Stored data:
————

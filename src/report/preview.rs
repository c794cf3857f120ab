use crate::models::GeoSummaryRow;

/// Plain-text table of the whole summary, printed after a run.
pub fn format_summary_table(rows: &[GeoSummaryRow]) -> String {
    let mut output = String::from("=== SUMMARY BY GEO ===\n");

    if rows.is_empty() {
        output.push_str("(no data after filtering)\n");
        return output;
    }

    let width = rows
        .iter()
        .map(|r| r.geo.chars().count())
        .max()
        .unwrap_or(0)
        .max("geo".len());

    output.push_str(&format!(
        "{:<width$}  {:>8}  {:>7}  {:>5}\n",
        "geo",
        "learning",
        "waiting",
        "total",
        width = width
    ));
    for row in rows {
        output.push_str(&format!(
            "{:<width$}  {:>8}  {:>7}  {:>5}\n",
            row.geo,
            row.learning_count,
            row.waiting_count,
            row.total_count,
            width = width
        ));
    }

    output
}

/// Short ranked digest: the `top` geographies by total, largest first.
pub fn format_preview(rows: &[GeoSummaryRow], top: usize) -> String {
    if rows.is_empty() {
        return "Summary is empty (0 rows).".to_string();
    }

    let mut ranked: Vec<&GeoSummaryRow> = rows.iter().collect();
    ranked.sort_by(|a, b| {
        b.total_count
            .cmp(&a.total_count)
            .then_with(|| a.geo.cmp(&b.geo))
    });

    let mut lines = vec![format!("Summary (top {}):", top)];
    for row in ranked.into_iter().take(top) {
        lines.push(format!(
            "- {}: learning {}, waiting {}, total {}",
            row.geo, row.learning_count, row.waiting_count, row.total_count
        ));
    }
    lines.join("\n")
}
use chrono::Utc;
use std::sync::Arc;

use crate::analysis::aggregator::GeoAggregator;
use crate::analysis::classifier::ItemClassifier;
use crate::config::{PipelineConfig, ReportConfig};
use crate::error::Result;
use crate::models::ReportOutcome;
use crate::monday::BoardSource;
use crate::report::ReportExporter;

pub struct ReportPipeline {
    source: Arc<dyn BoardSource>,
    classifier: ItemClassifier,
    aggregator: GeoAggregator,
    exporter: ReportExporter,
    config: PipelineConfig,
}

impl ReportPipeline {
    pub fn new(
        source: impl BoardSource + 'static,
        classifier: ItemClassifier,
        exporter: ReportExporter,
        config: PipelineConfig,
    ) -> Self {
        Self {
            source: Arc::new(source),
            classifier,
            aggregator: GeoAggregator::new(),
            exporter,
            config,
        }
    }

    pub fn from_config(
        source: impl BoardSource + 'static,
        report: &ReportConfig,
        config: PipelineConfig,
        exporter: ReportExporter,
    ) -> Self {
        Self::new(source, ItemClassifier::from_config(report), exporter, config)
    }

    /// Fetches, classifies, aggregates and exports. Nothing is written unless
    /// the fetch succeeded in full.
    pub async fn run(&self) -> Result<ReportOutcome> {
        // Step 1: Pull every item from the board
        tracing::info!("Fetching board {} from {}", self.config.board_id, self.source.name());
        let snapshot = self.source.fetch_board(&self.config).await?;
        let fetched = snapshot.items.len();

        // Step 2: Filter and tag
        let (items, drops) = self.classifier.classify(&snapshot.items);
        tracing::info!(
            "{} of {} items kept ({} dropped)",
            items.len(),
            fetched,
            drops.total()
        );

        if items.is_empty() {
            tracing::warn!("No data after filtering, writing an empty report");
        }

        // Step 3: Roll up per geography
        let summary = self.aggregator.aggregate(&items);

        // Step 4: Write both tables from the same item set
        let paths = self.exporter.export(&items, &summary)?;

        Ok(ReportOutcome {
            board_name: snapshot.board_name,
            fetched,
            items,
            summary,
            paths,
            generated_at: Utc::now(),
        })
    }
}
pub mod board;
pub mod item;
pub mod summary;

pub use board::*;
pub use item::*;
pub use summary::*;
pub mod aggregator;
pub mod classifier;
pub mod pipeline;

pub use aggregator::GeoAggregator;
pub use classifier::{DropCounts, ItemClassifier};
pub use pipeline::ReportPipeline;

————

WHAT THE EXERCISE ASKS: Each line that holds the word "snapshot" should be extracted from the records.

EXPECTED ANSWER:
        let snapshot = self.source.fetch_board(&self.config).await?;
        let fetched = snapshot.items.len();
        let (items, drops) = self.classifier.classify(&snapshot.items);
            board_name: snapshot.board_name,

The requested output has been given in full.